BEGIN Supplied information
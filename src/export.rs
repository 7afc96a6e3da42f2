use crate::models::{Difficulty, OptionEntry, QuestionRecord};
use chrono::Utc;
use std::fs;
use std::io;
use std::path::{Path, PathBuf};
use uuid::Uuid;

pub const QUESTION_TYPE: &str = "CODE_ANALYSIS_MULTIPLE_CHOICE";

/// The fixed external schema. Column names and order are contractual.
pub const CSV_HEADER: [&str; 19] = [
    "question_id",
    "question_type",
    "short_text",
    "question_text",
    "question_key",
    "content_type",
    "multimedia_count",
    "multimedia_format",
    "multimedia_url",
    "thumbnail_url",
    "tag_names",
    "c_options",
    "w_options",
    "options_content_type",
    "code_data",
    "code_language",
    "explanation",
    "explanation_content_type",
    "toughness",
];

/// Standard CSV quoting: wrap in double quotes, double any internal quote.
pub fn csv_escape(value: &str) -> String {
    format!("\"{}\"", value.replace('"', "\"\""))
}

/// Escape an arbitrary JSON value the way the export schema expects: strings
/// as-is, null as empty, anything else JSON-stringified before quoting.
pub fn csv_field(value: &serde_json::Value) -> String {
    match value {
        serde_json::Value::Null => String::new(),
        serde_json::Value::String(s) => csv_escape(s),
        other => csv_escape(&other.to_string()),
    }
}

/// Partition options into correct and wrong buckets, keeping list order
/// within each bucket. The spacing difference ("OPTION : " vs "OPTION: ") is
/// part of the external schema and must not be normalized.
pub fn partition_options(options: &[OptionEntry]) -> (Vec<String>, Vec<String>) {
    let mut correct = Vec::new();
    let mut wrong = Vec::new();
    for option in options {
        if option.correctness.is_correct() {
            correct.push(format!("OPTION : {}", option.text));
        } else {
            wrong.push(format!("OPTION: {}", option.text));
        }
    }
    (correct, wrong)
}

/// Newline-joined tag list: fixed pool/source tags, the difficulty tag, the
/// generated question id, then any per-record tags. Empty entries filtered.
pub fn assemble_tags(question_id: &str, difficulty: Difficulty, extra: &[String]) -> String {
    let mut tags = vec![
        "POOL_1".to_string(),
        format!("DIFFICULTY_{}", difficulty.tag()),
        "SOURCE_GPT".to_string(),
        "IN_OFFLINE_EXAM".to_string(),
        "NIAT".to_string(),
        "IS_PUBLIC".to_string(),
        question_id.to_string(),
    ];
    tags.extend(extra.iter().cloned());
    tags.retain(|tag| !tag.is_empty());
    tags.join("\n")
}

/// Serialize the full record list into a CSV document, one row per record in
/// list order, with a fresh v4 UUID per row.
pub fn render_csv(records: &[QuestionRecord], technology: &str) -> String {
    let mut rows = Vec::with_capacity(records.len() + 1);
    rows.push(CSV_HEADER.join(","));

    for (index, record) in records.iter().enumerate() {
        let question_id = Uuid::new_v4().to_string();
        let (c_options, w_options) = partition_options(&record.options);
        let tag_names = assemble_tags(&question_id, record.difficulty_level, &record.tags);

        let row = [
            question_id.clone(),
            QUESTION_TYPE.to_string(),
            csv_escape(""), // short_text
            csv_escape(&record.question_text),
            index.to_string(), // question_key: zero-based export position
            "HTML".to_string(),
            "0".to_string(),
            String::new(), // multimedia_format
            String::new(), // multimedia_url
            String::new(), // thumbnail_url
            csv_escape(&tag_names),
            csv_escape(&c_options.join("\n")),
            csv_escape(&w_options.join("\n")),
            "MARKDOWN".to_string(),
            csv_escape(&record.code_data),
            csv_escape(technology),
            csv_escape(&record.answer_explanation_content),
            "MARKDOWN".to_string(),
            record.difficulty_level.tag().to_string(),
        ];
        rows.push(row.join(","));
    }

    rows.join("\n")
}

pub fn export_file_name(technology: &str, topic_tag: &str) -> String {
    format!(
        "{}_{}_questions_{}.csv",
        technology,
        topic_tag,
        Utc::now().format("%Y-%m-%d")
    )
}

/// Write the CSV next to the process working directory; the TUI analog of the
/// browser blob download.
pub fn write_csv(
    dir: &Path,
    records: &[QuestionRecord],
    technology: &str,
    topic_tag: &str,
) -> io::Result<PathBuf> {
    let path = dir.join(export_file_name(technology, topic_tag));
    fs::write(&path, render_csv(records, technology))?;
    Ok(path)
}
use thiserror::Error;

use crate::SwitchId;

/// Errors that invalidate a whole routing computation.
#[derive(Debug, Error)]
pub enum RoutingError {
    /// A link carries a delay or bandwidth that cannot be turned into a cost.
    #[error("malformed metric on link {src} -> {dst}: {reason}")]
    MalformedMetric {
        src: SwitchId,
        dst: SwitchId,
        #[source]
        reason: MetricError,
    },

    /// A switch declared in `networks` is not part of the topology.
    #[error("anchor switch {0} is unknown to the topology")]
    UnknownAnchor(SwitchId),

    /// The topology source could not produce a snapshot.
    #[error("topology unavailable: {0}")]
    TopologyUnavailable(String),
}

#[derive(Debug, Clone, PartialEq, Error)]
pub enum MetricError {
    #[error("delay '{0}' is missing the 'ms' unit suffix")]
    MissingUnit(String),

    #[error("delay '{0}' is not a non-negative number of milliseconds")]
    InvalidDelay(String),

    #[error("bandwidth {0} Mbit/s must be a positive number")]
    InvalidBandwidth(f64),

    #[error("bandwidth and delay must be supplied together")]
    Incomplete,
}

pub type Result<T> = std::result::Result<T, RoutingError>;
use serde::{Deserialize, Deserializer, Serialize};
use std::net::IpAddr;

use crate::error::MetricError;
use crate::network::metrics::LinkMetrics;
use crate::{SubnetId, SwitchId};

/// Body of a routing computation request.
#[derive(Debug, Clone, Default, Serialize, Deserialize)]
pub struct RouteRequest {
    pub networks: Vec<NetworkEntity>,
    #[serde(default)]
    pub links: Vec<AnnotatedLink>,
}

/// A switch together with the subnets directly attached to it.
#[derive(Debug, Clone, PartialEq, Serialize, Deserialize)]
pub struct NetworkEntity {
    pub switch_id: SwitchId,
    #[serde(default)]
    pub subnets: Vec<SubnetId>,
}

#[derive(Debug, Clone, PartialEq, Serialize, Deserialize)]
pub struct SwitchEndpoint {
    pub id: SwitchId,
    #[serde(default, deserialize_with = "deserialize_endpoint_addr")]
    pub ip_addr: Option<IpAddr>,
}

/// A link as described by the caller: endpoint addresses plus optional
/// metrics for the `src_switch -> dst_switch` direction.
#[derive(Debug, Clone, PartialEq, Serialize, Deserialize)]
pub struct AnnotatedLink {
    pub src_switch: SwitchEndpoint,
    pub dst_switch: SwitchEndpoint,
    /// Bandwidth in Mbit/s.
    #[serde(default, skip_serializing_if = "Option::is_none")]
    pub bw: Option<f64>,
    /// Propagation delay, e.g. `"2ms"`.
    #[serde(default, skip_serializing_if = "Option::is_none")]
    pub delay: Option<String>,
}

impl AnnotatedLink {
    /// Metrics for this direction, `None` when the link is unweighted.
    pub fn metrics(&self) -> Result<Option<LinkMetrics>, MetricError> {
        match (&self.delay, self.bw) {
            (None, None) => Ok(None),
            (Some(delay), Some(bandwidth)) => Ok(Some(LinkMetrics {
                delay: delay.clone(),
                bandwidth,
            })),
            _ => Err(MetricError::Incomplete),
        }
    }
}

/// One entry of the computed routing table.
#[derive(Debug, Clone, PartialEq, Serialize, Deserialize)]
pub struct RouteRecord {
    pub switch_id: SwitchId,
    pub destination: SubnetId,
    pub gateway: IpAddr,
}

// Switch interfaces are usually configured as "addr/prefix"; only the
// address part is usable as a gateway.
fn deserialize_endpoint_addr<'de, D>(deserializer: D) -> Result<Option<IpAddr>, D::Error>
where
    D: Deserializer<'de>,
{
    let raw: Option<String> = Option::deserialize(deserializer)?;
    let Some(raw) = raw else {
        return Ok(None);
    };
    let raw = raw.trim();
    if raw.is_empty() {
        return Ok(None);
    }

    if let Ok(addr) = raw.parse::<IpAddr>() {
        return Ok(Some(addr));
    }
    raw.parse::<ipnet::IpNet>()
        .map(|net| Some(net.addr()))
        .map_err(|_| serde::de::Error::custom(format!("invalid endpoint address '{}'", raw)))
}
pub mod metrics;
pub mod topology;

pub use metrics::{LinkMetrics, link_cost};
pub use topology::{
    DiscoveredLink, DiscoveredTopology, FileTopology, MetricsTable, StaticTopology,
    TopologySource, WeightedGraph,
};
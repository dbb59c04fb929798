pub mod dijkstra;

pub use dijkstra::{DistanceEntry, DistanceTable, PathError, first_hop, path_to, shortest_paths};
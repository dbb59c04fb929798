pub mod algorithms;
pub mod config;
pub mod control_server;
pub mod error;
pub mod messages;
pub mod network;
pub mod routing;

pub use error::{MetricError, RoutingError};
pub use messages::{AnnotatedLink, NetworkEntity, RouteRecord, RouteRequest, SwitchEndpoint};
pub use routing::compute_routes;

/// OpenFlow datapath identifier of a switch.
pub type SwitchId = u64;
pub type SubnetId = ipnet::IpNet;
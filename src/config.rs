use anyhow::Result;
use serde::{Deserialize, Serialize};
use std::fs;
use std::net::{IpAddr, Ipv4Addr, SocketAddr};
use std::path::{Path, PathBuf};
use std::time::Duration;

#[derive(Debug, Clone, PartialEq, Serialize, Deserialize)]
#[serde(default)]
pub struct ControllerConfig {
    pub listen_address: IpAddr,
    pub control_port: u16,
    /// JSON topology file; when absent the topology is derived from each request.
    pub topology_file: Option<PathBuf>,
    /// Upper bound for one routing computation, in milliseconds.
    pub request_timeout_ms: Option<u64>,
    /// Longest accepted command line on the control socket.
    pub max_line_bytes: usize,
}

impl Default for ControllerConfig {
    fn default() -> Self {
        Self {
            listen_address: IpAddr::V4(Ipv4Addr::LOCALHOST),
            control_port: 8080,
            topology_file: None,
            request_timeout_ms: Some(5_000),
            max_line_bytes: 1 << 20, // 1 MiB
        }
    }
}

impl ControllerConfig {
    pub fn load_from_file(path: &Path) -> Result<Self> {
        let content = fs::read_to_string(path)?;
        let config: ControllerConfig = serde_json::from_str(&content)?;
        Ok(config)
    }

    pub fn save_to_file(&self, path: &Path) -> Result<()> {
        let content = serde_json::to_string_pretty(self)?;
        fs::write(path, content)?;
        Ok(())
    }

    pub fn bind_addr(&self) -> SocketAddr {
        SocketAddr::new(self.listen_address, self.control_port)
    }

    pub fn request_timeout(&self) -> Option<Duration> {
        self.request_timeout_ms.map(Duration::from_millis)
    }
}
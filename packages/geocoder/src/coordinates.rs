//! Multi-granularity coordinate index.
//!
//! Built once from the canonical table with three tiers of keys:
//!
//! | Tier   | Key                                   | Value                     |
//! |--------|---------------------------------------|---------------------------|
//! | exact  | `(postcode, street, house_nr)`        | the address's coordinates |
//! | street | `(postcode, street, -)`               | mean over the street      |
//! | area   | `(postcode, -, -)`                    | mean over the postcode    |
//!
//! Street keys are lowercased and indexed in both grammatical cases, so
//! `"Laugavegi"` and `"laugavegur"` find the same street. Records without
//! coordinates are left out of every tier.

use std::collections::{BTreeMap, HashMap};

use geo::{Centroid, MultiPoint, Point};
use stadfang_registry::{AddressRecord, CanonicalTable, Coordinates};

use crate::QueryError;

#[derive(Debug, Clone, PartialEq, Eq, Hash)]
struct IndexKey {
    postcode: String,
    street: Option<String>,
    house_nr: Option<String>,
}

impl IndexKey {
    fn new(postcode: &str, street: Option<&str>, house_nr: Option<&str>) -> Self {
        Self {
            postcode: postcode.trim().to_string(),
            street: street.map(str::to_lowercase),
            house_nr: house_nr.map(str::to_uppercase),
        }
    }
}

/// Point lookups with fallback from exact address to street to postcode.
#[derive(Debug, Clone, Default)]
pub struct CoordinateIndex {
    data: HashMap<IndexKey, Coordinates>,
}

impl CoordinateIndex {
    /// Builds the three tiers from `table`.
    #[must_use]
    pub fn build(table: &CanonicalTable) -> Self {
        let mut data = HashMap::new();

        // Nominative first; a dative key equal to another street's
        // nominative key overwrites it.
        let cases: [fn(&AddressRecord) -> &str; 2] = [
            |r| r.street_nominative.as_str(),
            |r| r.street_dative.as_str(),
        ];

        for street_of in cases {
            let mut streets: BTreeMap<(&str, String), Vec<Point<f64>>> = BTreeMap::new();

            for record in table {
                let Some(coordinates) = record.coordinates() else {
                    continue;
                };
                let street = street_of(record);
                data.insert(
                    IndexKey::new(&record.postcode, Some(street), Some(&record.house_nr)),
                    coordinates,
                );
                streets
                    .entry((record.postcode.as_str(), street.to_lowercase()))
                    .or_default()
                    .push(coordinates.to_point());
            }

            for ((postcode, street), points) in streets {
                if let Some(mean) = mean(points) {
                    data.insert(IndexKey::new(postcode, Some(&street), None), mean);
                }
            }
        }

        let mut areas: BTreeMap<&str, Vec<Point<f64>>> = BTreeMap::new();
        for record in table {
            if let Some(coordinates) = record.coordinates() {
                areas
                    .entry(record.postcode.as_str())
                    .or_default()
                    .push(coordinates.to_point());
            }
        }
        for (postcode, points) in areas {
            if let Some(mean) = mean(points) {
                data.insert(IndexKey::new(postcode, None, None), mean);
            }
        }

        log::info!("Coordinate index built: {} keys", data.len());

        Self { data }
    }

    #[must_use]
    pub fn len(&self) -> usize {
        self.data.len()
    }

    #[must_use]
    pub fn is_empty(&self) -> bool {
        self.data.is_empty()
    }

    /// Looks up coordinates for a postcode, optionally narrowed by street
    /// and house number.
    ///
    /// Tries the exact address, then the street mean, then the postcode
    /// mean. Empty strings count as absent.
    #[must_use]
    pub fn single(
        &self,
        postcode: &str,
        street: Option<&str>,
        house_nr: Option<&str>,
    ) -> Option<Coordinates> {
        let street = street.map(str::trim).filter(|s| !s.is_empty());
        let house_nr = house_nr.map(str::trim).filter(|s| !s.is_empty());

        if let (Some(street), Some(house_nr)) = (street, house_nr) {
            if let Some(c) = self.data.get(&IndexKey::new(postcode, Some(street), Some(house_nr))) {
                return Some(*c);
            }
        }

        if let Some(street) = street {
            if let Some(c) = self.data.get(&IndexKey::new(postcode, Some(street), None)) {
                return Some(*c);
            }
        }

        self.data.get(&IndexKey::new(postcode, None, None)).copied()
    }

    /// Element-wise [`Self::single`] over parallel columns.
    ///
    /// Misses are `None`, never `(0.0, 0.0)`.
    ///
    /// # Errors
    ///
    /// Returns [`QueryError::LengthMismatch`] if the columns differ in
    /// length.
    pub fn coordinates_from_array<P, S, H>(
        &self,
        postcodes: &[P],
        streets: &[S],
        house_nrs: &[H],
    ) -> Result<Vec<Option<Coordinates>>, QueryError>
    where
        P: AsRef<str>,
        S: AsRef<str>,
        H: AsRef<str>,
    {
        for (column, len) in [("street", streets.len()), ("house_nr", house_nrs.len())] {
            if len != postcodes.len() {
                return Err(QueryError::LengthMismatch {
                    column: column.to_string(),
                    expected: postcodes.len(),
                    actual: len,
                });
            }
        }

        Ok(postcodes
            .iter()
            .zip(streets)
            .zip(house_nrs)
            .map(|((postcode, street), house_nr)| {
                self.single(
                    postcode.as_ref(),
                    Some(street.as_ref()),
                    Some(house_nr.as_ref()),
                )
            })
            .collect())
    }
}

fn mean(points: Vec<Point<f64>>) -> Option<Coordinates> {
    MultiPoint::new(points).centroid().map(Coordinates::from)
}

#[cfg(test)]
mod tests {
    use super::*;
    use stadfang_registry::fixtures::sample_table;

    const EPSILON: f64 = 1e-9;

    fn assert_close(actual: Option<Coordinates>, lat: f64, lon: f64) {
        let actual = actual.expect("coordinates");
        assert!(
            (actual.lat - lat).abs() < EPSILON && (actual.lon - lon).abs() < EPSILON,
            "expected ({lat}, {lon}), got ({}, {})",
            actual.lat,
            actual.lon
        );
    }

    #[test]
    fn exact_address() {
        let index = CoordinateIndex::build(&sample_table());
        assert_close(
            index.single("101", Some("Laugavegur"), Some("22")),
            64.1450,
            -21.9300,
        );
    }

    #[test]
    fn dative_and_case_insensitive_street() {
        let index = CoordinateIndex::build(&sample_table());
        assert_close(
            index.single("101", Some("Laugavegi"), Some("22")),
            64.1450,
            -21.9300,
        );
        assert_close(
            index.single("101", Some("LAUGAVEGUR"), Some("22")),
            64.1450,
            -21.9300,
        );
    }

    #[test]
    fn house_letter_matches_either_case() {
        let index = CoordinateIndex::build(&sample_table());
        assert_close(
            index.single("101", Some("Þórsgata"), Some("5a")),
            64.1440,
            -21.9300,
        );
    }

    #[test]
    fn unknown_house_number_falls_back_to_street_mean() {
        let index = CoordinateIndex::build(&sample_table());
        // Laugavegur 3, 11 and 22 in 101.
        assert_close(
            index.single("101", Some("Laugavegur"), Some("999")),
            64.1460,
            -21.9320,
        );
        assert_close(index.single("101", Some("Laugavegur"), None), 64.1460, -21.9320);
    }

    #[test]
    fn postcode_only_is_postcode_mean() {
        let index = CoordinateIndex::build(&sample_table());
        // Five addresses with coordinates in 101; Þórsgata 3 has none.
        assert_close(index.single("101", None, None), 64.1448, -21.9308);
    }

    #[test]
    fn unknown_street_falls_back_to_postcode_mean() {
        let index = CoordinateIndex::build(&sample_table());
        assert_eq!(
            index.single("101", Some("Engingata"), Some("1")),
            index.single("101", None, None)
        );
    }

    #[test]
    fn unknown_postcode_is_not_found() {
        let index = CoordinateIndex::build(&sample_table());
        assert_eq!(index.single("999", Some("Laugavegur"), Some("22")), None);
    }

    #[test]
    fn record_without_coordinates_is_not_indexed() {
        let index = CoordinateIndex::build(&sample_table());
        // Þórsgata 3 falls back to the mean of Þórsgata 1 and 5A.
        assert_close(
            index.single("101", Some("Þórsgata"), Some("3")),
            64.1430,
            -21.9290,
        );
    }

    #[test]
    fn coordinates_from_array_marks_misses() {
        let index = CoordinateIndex::build(&sample_table());
        let result = index
            .coordinates_from_array(
                &["101", "999"],
                &["Laugavegur", "Laugavegur"],
                &["22", "22"],
            )
            .unwrap();
        assert_eq!(result.len(), 2);
        assert_close(result[0], 64.1450, -21.9300);
        assert!(result[1].is_none());
    }

    #[test]
    fn coordinates_from_array_rejects_ragged_columns() {
        let index = CoordinateIndex::build(&sample_table());
        let err = index
            .coordinates_from_array(&["101", "112"], &["Laugavegur"], &["22", "95"])
            .unwrap_err();
        assert!(matches!(
            err,
            QueryError::LengthMismatch { expected: 2, actual: 1, .. }
        ));
    }
}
END Supplied information
Task details
In how many lines of the material above does the word "HashMap" appear? Reply with the number only.

Response to the task
3